Listed entries
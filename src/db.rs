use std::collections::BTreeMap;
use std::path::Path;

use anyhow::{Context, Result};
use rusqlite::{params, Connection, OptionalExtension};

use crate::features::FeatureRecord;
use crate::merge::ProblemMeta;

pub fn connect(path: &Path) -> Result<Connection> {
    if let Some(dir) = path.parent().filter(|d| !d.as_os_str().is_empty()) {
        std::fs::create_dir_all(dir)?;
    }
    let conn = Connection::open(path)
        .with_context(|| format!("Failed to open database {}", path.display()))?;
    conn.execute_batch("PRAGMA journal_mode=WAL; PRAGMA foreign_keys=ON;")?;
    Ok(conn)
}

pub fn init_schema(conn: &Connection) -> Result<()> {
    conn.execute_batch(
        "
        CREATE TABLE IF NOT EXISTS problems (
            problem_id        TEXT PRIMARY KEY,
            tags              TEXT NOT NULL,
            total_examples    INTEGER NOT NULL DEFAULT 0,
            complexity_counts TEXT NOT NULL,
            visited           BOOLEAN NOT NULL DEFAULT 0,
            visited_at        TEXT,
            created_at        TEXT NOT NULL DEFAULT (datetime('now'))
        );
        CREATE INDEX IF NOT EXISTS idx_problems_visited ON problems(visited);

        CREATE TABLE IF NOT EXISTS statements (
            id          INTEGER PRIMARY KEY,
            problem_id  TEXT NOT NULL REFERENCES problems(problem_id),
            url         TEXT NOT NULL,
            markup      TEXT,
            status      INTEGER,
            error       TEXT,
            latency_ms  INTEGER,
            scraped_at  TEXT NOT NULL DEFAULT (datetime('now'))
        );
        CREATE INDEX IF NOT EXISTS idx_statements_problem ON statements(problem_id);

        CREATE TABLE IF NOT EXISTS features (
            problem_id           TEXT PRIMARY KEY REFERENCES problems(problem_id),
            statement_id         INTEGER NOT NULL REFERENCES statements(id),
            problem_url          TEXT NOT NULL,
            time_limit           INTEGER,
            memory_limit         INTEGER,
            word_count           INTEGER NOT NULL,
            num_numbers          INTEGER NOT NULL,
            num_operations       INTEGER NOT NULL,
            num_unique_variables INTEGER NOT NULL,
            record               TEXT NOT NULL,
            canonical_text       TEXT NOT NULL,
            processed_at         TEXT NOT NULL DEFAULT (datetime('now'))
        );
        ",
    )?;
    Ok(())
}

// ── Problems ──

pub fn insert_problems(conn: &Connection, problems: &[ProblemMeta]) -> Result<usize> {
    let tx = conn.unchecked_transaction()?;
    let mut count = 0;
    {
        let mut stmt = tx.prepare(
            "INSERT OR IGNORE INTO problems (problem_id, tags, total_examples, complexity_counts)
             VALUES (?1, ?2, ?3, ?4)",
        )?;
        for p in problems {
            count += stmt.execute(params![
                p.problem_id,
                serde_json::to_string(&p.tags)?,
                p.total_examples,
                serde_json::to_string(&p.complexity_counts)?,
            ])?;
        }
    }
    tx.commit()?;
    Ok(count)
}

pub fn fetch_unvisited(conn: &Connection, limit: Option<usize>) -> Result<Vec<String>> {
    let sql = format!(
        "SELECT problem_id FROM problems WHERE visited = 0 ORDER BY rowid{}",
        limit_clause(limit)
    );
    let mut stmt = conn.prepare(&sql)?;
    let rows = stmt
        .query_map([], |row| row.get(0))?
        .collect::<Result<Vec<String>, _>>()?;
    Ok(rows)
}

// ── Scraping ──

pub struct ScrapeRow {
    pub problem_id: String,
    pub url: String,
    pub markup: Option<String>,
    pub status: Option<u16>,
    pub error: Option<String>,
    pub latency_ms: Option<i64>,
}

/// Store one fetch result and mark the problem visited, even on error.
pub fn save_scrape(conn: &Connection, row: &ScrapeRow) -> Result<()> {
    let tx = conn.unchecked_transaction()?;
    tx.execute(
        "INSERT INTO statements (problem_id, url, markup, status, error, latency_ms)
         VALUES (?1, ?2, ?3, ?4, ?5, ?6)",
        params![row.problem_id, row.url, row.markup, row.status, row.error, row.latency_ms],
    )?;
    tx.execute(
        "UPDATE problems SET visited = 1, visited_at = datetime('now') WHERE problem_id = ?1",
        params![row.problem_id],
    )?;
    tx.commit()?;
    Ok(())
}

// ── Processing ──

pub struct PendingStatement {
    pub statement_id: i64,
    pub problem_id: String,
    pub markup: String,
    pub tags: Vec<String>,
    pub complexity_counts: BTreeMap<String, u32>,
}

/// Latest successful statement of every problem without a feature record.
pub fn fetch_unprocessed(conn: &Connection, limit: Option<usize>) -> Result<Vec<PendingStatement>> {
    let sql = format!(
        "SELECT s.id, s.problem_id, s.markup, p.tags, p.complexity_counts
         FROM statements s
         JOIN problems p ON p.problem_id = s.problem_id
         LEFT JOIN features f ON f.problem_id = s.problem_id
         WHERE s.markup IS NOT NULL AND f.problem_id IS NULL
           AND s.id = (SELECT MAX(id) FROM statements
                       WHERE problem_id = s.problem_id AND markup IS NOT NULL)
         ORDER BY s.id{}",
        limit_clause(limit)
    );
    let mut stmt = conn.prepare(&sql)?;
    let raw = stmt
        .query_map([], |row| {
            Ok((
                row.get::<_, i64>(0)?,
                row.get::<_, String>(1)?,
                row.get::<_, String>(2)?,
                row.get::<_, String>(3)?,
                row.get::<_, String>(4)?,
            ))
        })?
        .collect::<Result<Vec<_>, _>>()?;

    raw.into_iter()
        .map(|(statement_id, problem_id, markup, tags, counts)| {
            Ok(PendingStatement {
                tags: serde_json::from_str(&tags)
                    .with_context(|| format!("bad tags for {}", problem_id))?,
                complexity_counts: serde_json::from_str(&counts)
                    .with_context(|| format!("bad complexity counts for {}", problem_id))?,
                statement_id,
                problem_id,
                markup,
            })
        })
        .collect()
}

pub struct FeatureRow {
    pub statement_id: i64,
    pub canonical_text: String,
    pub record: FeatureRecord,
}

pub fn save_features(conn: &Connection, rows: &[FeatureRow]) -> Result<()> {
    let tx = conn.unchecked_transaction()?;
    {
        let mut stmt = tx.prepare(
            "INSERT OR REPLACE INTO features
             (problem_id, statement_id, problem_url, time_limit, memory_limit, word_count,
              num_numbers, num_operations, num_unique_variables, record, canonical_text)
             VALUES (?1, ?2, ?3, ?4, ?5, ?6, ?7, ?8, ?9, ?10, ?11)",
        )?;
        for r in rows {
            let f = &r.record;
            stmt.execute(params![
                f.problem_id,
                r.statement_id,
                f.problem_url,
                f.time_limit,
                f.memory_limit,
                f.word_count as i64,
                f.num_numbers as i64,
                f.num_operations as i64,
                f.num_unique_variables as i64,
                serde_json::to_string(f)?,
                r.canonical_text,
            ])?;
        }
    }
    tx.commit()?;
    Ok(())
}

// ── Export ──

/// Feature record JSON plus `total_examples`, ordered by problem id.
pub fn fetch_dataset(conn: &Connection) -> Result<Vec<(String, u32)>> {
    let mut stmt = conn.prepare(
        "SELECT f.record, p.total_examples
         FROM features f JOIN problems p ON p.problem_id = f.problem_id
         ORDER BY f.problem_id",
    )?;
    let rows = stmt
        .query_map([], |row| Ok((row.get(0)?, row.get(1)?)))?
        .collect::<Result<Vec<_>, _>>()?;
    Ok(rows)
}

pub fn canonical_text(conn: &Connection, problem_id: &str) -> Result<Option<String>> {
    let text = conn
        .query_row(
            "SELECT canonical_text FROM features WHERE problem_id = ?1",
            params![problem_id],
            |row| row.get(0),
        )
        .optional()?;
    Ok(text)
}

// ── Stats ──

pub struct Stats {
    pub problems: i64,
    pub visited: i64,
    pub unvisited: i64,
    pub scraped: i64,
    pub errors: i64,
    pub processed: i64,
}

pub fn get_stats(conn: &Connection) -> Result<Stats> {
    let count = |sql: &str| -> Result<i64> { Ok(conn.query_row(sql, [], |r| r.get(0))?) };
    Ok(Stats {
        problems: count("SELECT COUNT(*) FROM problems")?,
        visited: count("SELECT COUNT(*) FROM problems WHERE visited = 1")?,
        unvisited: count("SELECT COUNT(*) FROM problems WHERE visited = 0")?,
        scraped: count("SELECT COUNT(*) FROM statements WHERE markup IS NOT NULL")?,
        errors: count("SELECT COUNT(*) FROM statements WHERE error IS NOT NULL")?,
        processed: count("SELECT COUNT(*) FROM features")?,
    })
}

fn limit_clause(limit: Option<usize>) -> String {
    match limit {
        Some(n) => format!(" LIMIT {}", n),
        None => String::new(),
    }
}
---
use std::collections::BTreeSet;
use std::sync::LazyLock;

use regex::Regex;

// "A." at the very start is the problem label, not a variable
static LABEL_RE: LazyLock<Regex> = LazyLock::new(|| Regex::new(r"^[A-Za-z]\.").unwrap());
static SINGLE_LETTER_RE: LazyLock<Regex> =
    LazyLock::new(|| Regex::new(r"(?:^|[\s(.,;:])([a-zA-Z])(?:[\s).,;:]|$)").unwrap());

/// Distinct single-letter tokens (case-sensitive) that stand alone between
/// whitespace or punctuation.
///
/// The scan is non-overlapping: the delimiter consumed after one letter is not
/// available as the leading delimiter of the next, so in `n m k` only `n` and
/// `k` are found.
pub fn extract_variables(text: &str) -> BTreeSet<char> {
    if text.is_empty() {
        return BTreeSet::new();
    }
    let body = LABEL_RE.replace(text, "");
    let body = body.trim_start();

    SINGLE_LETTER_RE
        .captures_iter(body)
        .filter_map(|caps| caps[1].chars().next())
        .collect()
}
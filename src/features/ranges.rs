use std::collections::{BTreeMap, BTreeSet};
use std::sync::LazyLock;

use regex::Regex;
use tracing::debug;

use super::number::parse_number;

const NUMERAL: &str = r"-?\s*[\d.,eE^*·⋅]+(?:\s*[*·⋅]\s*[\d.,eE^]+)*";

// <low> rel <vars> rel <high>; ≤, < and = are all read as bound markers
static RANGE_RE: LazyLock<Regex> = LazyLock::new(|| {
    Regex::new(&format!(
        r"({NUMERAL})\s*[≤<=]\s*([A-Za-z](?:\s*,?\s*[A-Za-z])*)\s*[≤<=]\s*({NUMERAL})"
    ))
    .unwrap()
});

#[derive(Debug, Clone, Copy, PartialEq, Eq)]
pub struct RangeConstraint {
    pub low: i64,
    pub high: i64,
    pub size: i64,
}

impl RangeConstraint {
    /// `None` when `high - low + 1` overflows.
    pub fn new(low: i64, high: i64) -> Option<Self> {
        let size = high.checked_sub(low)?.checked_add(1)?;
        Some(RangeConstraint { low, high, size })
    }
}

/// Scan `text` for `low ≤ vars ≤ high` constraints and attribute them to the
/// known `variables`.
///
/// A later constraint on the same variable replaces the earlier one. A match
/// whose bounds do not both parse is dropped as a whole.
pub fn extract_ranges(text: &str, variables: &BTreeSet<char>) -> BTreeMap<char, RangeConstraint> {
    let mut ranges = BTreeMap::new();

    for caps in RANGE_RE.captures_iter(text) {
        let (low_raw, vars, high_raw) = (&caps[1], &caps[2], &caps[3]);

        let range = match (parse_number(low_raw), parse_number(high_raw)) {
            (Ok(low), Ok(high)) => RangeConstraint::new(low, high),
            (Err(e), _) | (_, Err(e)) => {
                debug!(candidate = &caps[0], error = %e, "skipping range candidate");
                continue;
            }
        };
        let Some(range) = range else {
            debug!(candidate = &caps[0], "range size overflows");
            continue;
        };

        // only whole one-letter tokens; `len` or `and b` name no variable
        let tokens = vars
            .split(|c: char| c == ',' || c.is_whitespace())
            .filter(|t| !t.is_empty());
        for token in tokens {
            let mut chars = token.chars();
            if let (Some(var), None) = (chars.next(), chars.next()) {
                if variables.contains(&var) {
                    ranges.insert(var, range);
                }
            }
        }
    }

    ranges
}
==
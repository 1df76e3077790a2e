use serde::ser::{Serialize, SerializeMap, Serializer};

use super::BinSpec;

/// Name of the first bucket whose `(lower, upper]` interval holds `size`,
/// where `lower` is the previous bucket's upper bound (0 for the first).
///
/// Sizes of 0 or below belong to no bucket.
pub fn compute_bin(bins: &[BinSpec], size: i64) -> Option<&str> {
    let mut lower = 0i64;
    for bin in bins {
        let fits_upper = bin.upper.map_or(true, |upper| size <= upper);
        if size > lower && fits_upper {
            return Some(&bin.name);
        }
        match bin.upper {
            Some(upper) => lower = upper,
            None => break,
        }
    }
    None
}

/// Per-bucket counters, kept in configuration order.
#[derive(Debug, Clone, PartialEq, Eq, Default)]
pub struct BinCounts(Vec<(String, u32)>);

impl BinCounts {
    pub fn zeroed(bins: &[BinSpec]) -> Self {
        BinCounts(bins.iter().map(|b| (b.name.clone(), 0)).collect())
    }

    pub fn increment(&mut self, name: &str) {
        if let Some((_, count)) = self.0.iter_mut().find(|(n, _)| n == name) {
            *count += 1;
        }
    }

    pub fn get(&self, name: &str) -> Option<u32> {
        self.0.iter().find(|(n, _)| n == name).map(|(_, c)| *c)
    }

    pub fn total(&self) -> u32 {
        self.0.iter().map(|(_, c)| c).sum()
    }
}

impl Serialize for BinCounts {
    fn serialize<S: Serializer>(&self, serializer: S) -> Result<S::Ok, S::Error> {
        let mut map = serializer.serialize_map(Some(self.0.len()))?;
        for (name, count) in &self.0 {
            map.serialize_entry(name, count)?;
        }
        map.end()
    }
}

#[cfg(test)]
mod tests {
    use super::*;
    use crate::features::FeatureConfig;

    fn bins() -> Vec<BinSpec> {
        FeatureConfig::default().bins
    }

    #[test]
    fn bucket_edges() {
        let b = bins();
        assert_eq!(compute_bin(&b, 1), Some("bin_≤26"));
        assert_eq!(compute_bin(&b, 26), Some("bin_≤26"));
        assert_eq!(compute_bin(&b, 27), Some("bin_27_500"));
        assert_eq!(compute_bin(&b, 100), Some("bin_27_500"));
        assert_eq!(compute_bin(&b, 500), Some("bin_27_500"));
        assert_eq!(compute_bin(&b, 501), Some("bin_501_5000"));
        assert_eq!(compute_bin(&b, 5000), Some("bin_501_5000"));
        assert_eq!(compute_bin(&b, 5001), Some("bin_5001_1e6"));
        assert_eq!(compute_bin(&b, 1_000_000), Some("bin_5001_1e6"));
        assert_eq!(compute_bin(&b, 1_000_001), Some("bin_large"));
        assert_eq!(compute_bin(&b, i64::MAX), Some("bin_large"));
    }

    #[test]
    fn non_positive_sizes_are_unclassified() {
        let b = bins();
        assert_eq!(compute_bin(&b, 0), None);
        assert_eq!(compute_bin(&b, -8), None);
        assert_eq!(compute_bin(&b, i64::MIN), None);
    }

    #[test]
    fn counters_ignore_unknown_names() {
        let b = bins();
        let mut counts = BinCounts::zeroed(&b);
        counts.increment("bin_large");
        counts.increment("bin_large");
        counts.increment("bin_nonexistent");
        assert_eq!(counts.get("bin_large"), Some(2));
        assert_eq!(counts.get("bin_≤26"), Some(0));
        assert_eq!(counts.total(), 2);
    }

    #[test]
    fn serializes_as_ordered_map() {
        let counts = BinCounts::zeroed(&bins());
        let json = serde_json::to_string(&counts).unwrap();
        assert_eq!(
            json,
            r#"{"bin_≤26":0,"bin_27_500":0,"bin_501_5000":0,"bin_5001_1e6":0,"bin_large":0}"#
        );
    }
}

About this task
Reproduce exactly, and with no other material, the lines between those holding "filename src/db.rs" and "CREATE TABLE IF NOT EXISTS statements", inclusive.

Solution
filename src/db.rs
use std::collections::BTreeMap;
use std::path::Path;

use anyhow::{Context, Result};
use rusqlite::{params, Connection, OptionalExtension};

use crate::features::FeatureRecord;
use crate::merge::ProblemMeta;

pub fn connect(path: &Path) -> Result<Connection> {
    if let Some(dir) = path.parent().filter(|d| !d.as_os_str().is_empty()) {
        std::fs::create_dir_all(dir)?;
    }
    let conn = Connection::open(path)
        .with_context(|| format!("Failed to open database {}", path.display()))?;
    conn.execute_batch("PRAGMA journal_mode=WAL; PRAGMA foreign_keys=ON;")?;
    Ok(conn)
}

pub fn init_schema(conn: &Connection) -> Result<()> {
    conn.execute_batch(
        "
        CREATE TABLE IF NOT EXISTS problems (
            problem_id        TEXT PRIMARY KEY,
            tags              TEXT NOT NULL,
            total_examples    INTEGER NOT NULL DEFAULT 0,
            complexity_counts TEXT NOT NULL,
            visited           BOOLEAN NOT NULL DEFAULT 0,
            visited_at        TEXT,
            created_at        TEXT NOT NULL DEFAULT (datetime('now'))
        );
        CREATE INDEX IF NOT EXISTS idx_problems_visited ON problems(visited);

        CREATE TABLE IF NOT EXISTS statements (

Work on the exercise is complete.